Identification of distinct ciprofloxacin susceptibility in Acinetobacter spp. by detection of the gyrA gene mutation using real-time PCR.

Abstract Ciprofloxacin-resistant (CipR) Acinetobacter spp. was associated with a mutation in quinolone resistance-determining region (QRDR) of gyrA gene from Ser83 to Leu83. A total of 54 Acinetobacter baumannii , 11 A. genospecies 3, and 17 A. genospecies 13TU clinical isolates were determined for ciprofloxacin susceptibility and their QRDR sequenced. Most of A. baumannii were CipR and had a mutated QRDR of gyrA gene, and all A. genospecies 3 and 13TU isolates were ciprofloxacin-susceptible (CipS) and had a wild-type QRDR of gyrA gene. A real-time PCR assay was developed to rapidly differentiate the CipR and CipS Acinetobacter spp. This assay was based on probe hybridization followed by melting temperature ( T m ) analysis to discriminate the QRDR of gyrA gene.
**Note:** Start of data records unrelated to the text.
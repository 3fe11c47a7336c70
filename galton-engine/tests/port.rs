// Copyright (c) 2026 Graphcore Ltd. All rights reserved.

use std::cell::RefCell;
use std::rc::Rc;

use galton_engine::port::{InPort, OutPort};
use galton_engine::run_simulation;
use galton_engine::test_helpers::start_test;

#[test]
fn get_returns_none_after_close() {
    let mut engine = start_test(file!());
    let top = engine.top().clone();

    let rx: InPort<i32> = InPort::new(&top, "rx");
    let mut tx = OutPort::new(&top, "tx");
    tx.connect(rx.state()).unwrap();

    engine.spawn(async move {
        for i in 0..5 {
            tx.put(i)?.await;
        }
        tx.close()
    });

    let received = Rc::new(RefCell::new(Vec::new()));
    {
        let received = received.clone();
        engine.spawn(async move {
            while let Some(value) = rx.get()?.await {
                received.borrow_mut().push(value);
            }
            assert!(rx.is_closed());
            Ok(())
        });
    }
    run_simulation!(engine);

    assert_eq!(*received.borrow(), vec![0, 1, 2, 3, 4]);
}

#[test]
fn close_without_data() {
    let mut engine = start_test(file!());
    let top = engine.top().clone();

    let rx: InPort<i32> = InPort::new(&top, "rx");
    let mut tx = OutPort::new(&top, "tx");
    tx.connect(rx.state()).unwrap();

    engine.spawn(async move { tx.close() });

    let finished = Rc::new(RefCell::new(false));
    {
        let finished = finished.clone();
        engine.spawn(async move {
            assert!(rx.get()?.await.is_none());
            *finished.borrow_mut() = true;
            Ok(())
        });
    }
    run_simulation!(engine);

    assert!(*finished.borrow());
}

#[test]
fn fan_in_closes_after_last_producer() {
    let mut engine = start_test(file!());
    let top = engine.top().clone();

    let rx: InPort<i32> = InPort::new_with_producers(&top, "rx", 2).unwrap();
    let mut tx_a = OutPort::new(&top, "tx_a");
    let mut tx_b = OutPort::new(&top, "tx_b");
    tx_a.connect(rx.state()).unwrap();
    tx_b.connect(rx.state()).unwrap();

    // `tx_a` closes long before `tx_b` has finished sending
    engine.spawn(async move {
        tx_a.put(0)?.await;
        tx_a.close()
    });
    engine.spawn(async move {
        for i in 10..20 {
            tx_b.put(i)?.await;
        }
        tx_b.close()
    });

    let received = Rc::new(RefCell::new(Vec::new()));
    {
        let received = received.clone();
        engine.spawn(async move {
            while let Some(value) = rx.get()?.await {
                received.borrow_mut().push(value);
            }
            Ok(())
        });
    }
    run_simulation!(engine);

    let mut received = received.borrow().clone();
    received.sort_unstable();
    let mut expected = vec![0];
    expected.extend(10..20);
    assert_eq!(received, expected);
}

#[test]
fn put_waits_for_consumer() {
    let mut engine = start_test(file!());
    let top = engine.top().clone();

    let rx: InPort<i32> = InPort::new(&top, "rx");
    let mut tx = OutPort::new(&top, "tx");
    tx.connect(rx.state()).unwrap();

    let events = Rc::new(RefCell::new(Vec::new()));
    {
        let events = events.clone();
        engine.spawn(async move {
            for i in 0..2 {
                tx.put(i)?.await;
                events.borrow_mut().push(format!("sent {i}"));
            }
            tx.close()
        });
    }
    {
        let events = events.clone();
        engine.spawn(async move {
            while let Some(value) = rx.get()?.await {
                events.borrow_mut().push(format!("got {value}"));
            }
            Ok(())
        });
    }
    run_simulation!(engine);

    assert_eq!(
        *events.borrow(),
        vec!["got 0", "sent 0", "got 1", "sent 1"]
    );
}

#[test]
fn missing_producer_leaves_channel_open() {
    let mut engine = start_test(file!());
    let top = engine.top().clone();

    let rx: InPort<i32> = InPort::new_with_producers(&top, "rx", 2).unwrap();
    let mut tx = OutPort::new(&top, "tx");
    tx.connect(rx.state()).unwrap();

    engine.spawn(async move { tx.close() });

    let finished = Rc::new(RefCell::new(false));
    {
        let finished = finished.clone();
        engine.spawn(async move {
            while rx.get()?.await.is_some() {}
            *finished.borrow_mut() = true;
            Ok(())
        });
    }

    // The engine stops once nothing can make progress
    run_simulation!(engine);
    assert!(!*finished.borrow());
}

#[test]
fn no_more_producers_than_declared() {
    let engine = start_test(file!());
    let top = engine.top().clone();

    let rx: InPort<i32> = InPort::new_with_producers(&top, "rx", 2).unwrap();
    let mut tx_a = OutPort::new(&top, "tx_a");
    let mut tx_b = OutPort::new(&top, "tx_b");
    tx_a.connect(rx.state()).unwrap();
    tx_b.connect(rx.state()).unwrap();

    let Err(e) = rx.state() else {
        panic!("a third producer should be refused");
    };
    assert_eq!(e.to_string(), "Error: top::rx already connected");
    assert_eq!(rx.num_connected(), 2);
}
// Copyright (c) 2026 Graphcore Ltd. All rights reserved.

//! Build and run the board.
//!
//! The board is built one row at a time. Row `r` holds `r + 1` channels. The
//! routers that feed row `r` each consume one channel of row `r - 1` and are
//! connected to the two channels of row `r` that straddle their position:
//!
//! ```text
//! row r-1:      ch0       ch1       ch2
//!                |         |         |
//!             router0   router1   router2
//!              /   \     /   \     /   \
//! row r:    ch0     ch1       ch2       ch3
//! ```
//!
//! The channels at either end of a row have a single producer, all others
//! have two. Every router closes both of its outputs once its input has
//! closed, so a channel only closes once all the routers feeding it are done.

use std::rc::Rc;

use galton_components::completion::Completion;
use galton_components::router::{CoinFlip, Router};
use galton_components::sink::Sink;
use galton_components::source::Source;
use galton_engine::engine::Engine;
use galton_engine::port::InPort;
use galton_engine::sim_error;
use galton_engine::types::SimError;
use galton_track::entity::Entity;
use galton_track::{debug, info};
use rand::rngs::StdRng;
use rand::{Rng, SeedableRng};

use crate::config::BoardConfig;
use crate::marble::{Marble, MarbleGen};

/// The channels between two rows of routers, from left to right.
pub type Row = Vec<InPort<Marble>>;

/// Build row `row_index` of the board from the row above it.
///
/// One router is registered for each of the `inputs`, and the returned row is
/// one channel wider than `inputs`. Each router gets its own random number
/// generator seeded from `rng`.
pub fn next_row(
    engine: &Engine,
    parent: &Rc<Entity>,
    row_index: usize,
    inputs: Row,
    rng: &mut StdRng,
) -> Result<Row, SimError> {
    let width = inputs.len();
    if width == 0 {
        return sim_error!(format!("{parent}: row {row_index} has no inputs"));
    }

    let row = Rc::new(Entity::new(parent, &format!("row{row_index}")));
    let mut outputs = Vec::with_capacity(width + 1);
    for i in 0..=width {
        let num_producers = if i == 0 || i == width { 1 } else { 2 };
        outputs.push(InPort::new_with_producers(
            &row,
            &format!("ch{i}"),
            num_producers,
        )?);
    }

    for (i, rx) in inputs.into_iter().enumerate() {
        let algorithm = CoinFlip::new(StdRng::seed_from_u64(rng.r#gen()));
        let router = Router::new_and_register_with_rx(
            engine,
            &row,
            &format!("router{i}"),
            rx,
            2,
            Box::new(algorithm),
        )?;
        router.connect_port_tx_i(0, outputs[i].state())?;
        router.connect_port_tx_i(1, outputs[i + 1].state())?;
    }

    debug!(row ; "{} routers feeding {} channels", width, width + 1);
    Ok(outputs)
}

/// A board whose components have all been registered with an [`Engine`].
pub struct Board {
    source: Rc<Source<Marble>>,
    bins: Vec<Rc<Sink<Marble>>>,
    completion: Completion,
}

/// Build the whole board described by `config`.
///
/// Nothing moves until the engine is run, see [`Board::run`].
pub fn build_board(engine: &Engine, config: &BoardConfig) -> Result<Board, SimError> {
    config.validate()?;

    let top = engine.top().clone();
    let mut rng = match config.seed {
        Some(seed) => StdRng::seed_from_u64(seed),
        None => StdRng::from_entropy(),
    };

    let source = Source::new_and_register(engine, &top, "source", None)?;
    source.set_generator(Some(Box::new(MarbleGen::new(
        source.entity(),
        config.marbles,
    ))));

    let row0 = Rc::new(Entity::new(&top, "row0"));
    let first = InPort::new(&row0, "ch0");
    source.connect_port_tx(first.state())?;

    let mut row = vec![first];
    for row_index in 1..config.bins {
        row = next_row(engine, &top, row_index, row, &mut rng)?;
    }

    let completion = Completion::new(&top, "completion", row.len())?;
    let bins_entity = Rc::new(Entity::new(&top, "bins"));
    let mut bins = Vec::with_capacity(row.len());
    for (i, rx) in row.into_iter().enumerate() {
        bins.push(Sink::new_and_register_with_rx(
            engine,
            &bins_entity,
            &format!("bin{i}"),
            rx,
            Some(completion.clone()),
        )?);
    }

    info!(top ; "Built board: {} marbles, {} rows, {} routers, {} bins",
        config.marbles, config.num_rows(), config.num_routers(), bins.len());

    Ok(Board {
        source,
        bins,
        completion,
    })
}

impl Board {
    /// Run the engine until every bin has finished counting.
    ///
    /// Returns the number of marbles in each bin, from left to right. It is
    /// an error for the engine to stop before all bins have finished.
    pub fn run(&self, engine: &mut Engine) -> Result<Vec<usize>, SimError> {
        engine.run_until(self.completion.event())?;

        if !self.completion.is_complete() {
            return sim_error!(format!(
                "deadlock: {} of {} bins did not finish",
                self.completion.remaining(),
                self.bins.len()
            ));
        }
        self.bin_counts()
    }

    /// The number of marbles in each bin.
    ///
    /// The counts are only available once every bin has finished.
    pub fn bin_counts(&self) -> Result<Vec<usize>, SimError> {
        if !self.completion.is_complete() {
            return sim_error!(format!(
                "{}: results are not ready, {} bins still counting",
                self.completion,
                self.completion.remaining()
            ));
        }
        Ok(self.bins.iter().map(|bin| bin.num_sunk()).collect())
    }

    #[must_use]
    pub fn num_dropped(&self) -> usize {
        self.source.num_sent()
    }

    #[must_use]
    pub fn is_complete(&self) -> bool {
        self.completion.is_complete()
    }
}
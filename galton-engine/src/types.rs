// Copyright (c) 2026 Graphcore Ltd. All rights reserved.

//! The error type shared by the simulation crates.

use std::error::Error;
use std::fmt;

/// Return an `Err(SimError)` built from anything that implements `ToString`.
#[macro_export]
macro_rules! sim_error {
    ($msg:expr) => {
        Err($crate::types::SimError($msg.to_string()))
    };
}

/// An error that stops the simulation.
///
/// Messages start with the name of the entity at fault where there is one,
/// for example `top::completion signalled too many times`.
#[derive(Debug, Clone, PartialEq, Eq)]
pub struct SimError(pub String);

impl fmt::Display for SimError {
    fn fmt(&self, f: &mut fmt::Formatter) -> fmt::Result {
        write!(f, "Error: {}", self.0)
    }
}

impl Error for SimError {}

pub type SimResult<T = ()> = Result<T, SimError>;
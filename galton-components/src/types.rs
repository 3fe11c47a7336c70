// Copyright (c) 2026 Graphcore Ltd. All rights reserved.

//! Shared types.

/// The `DataGenerator` is what a [source](crate::source) uses
/// to generate data values to send.
pub type DataGenerator<T> = Box<dyn Iterator<Item = T> + 'static>;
All CipR strains had a T m at 47 °C, and most of CipS strains had a higher T m at 51.5 °C. Four CipS A. genospecies 3 isolates with an A base at 264 nt of the gyrA gene had a T m at 49.5 °C. The assay can rapidly and accurately identify the mutated QRDR of gyrA gene in CipR Acinetobacter spp., and potentially increase the rate of the appropriate therapy for Acinetobacter infections.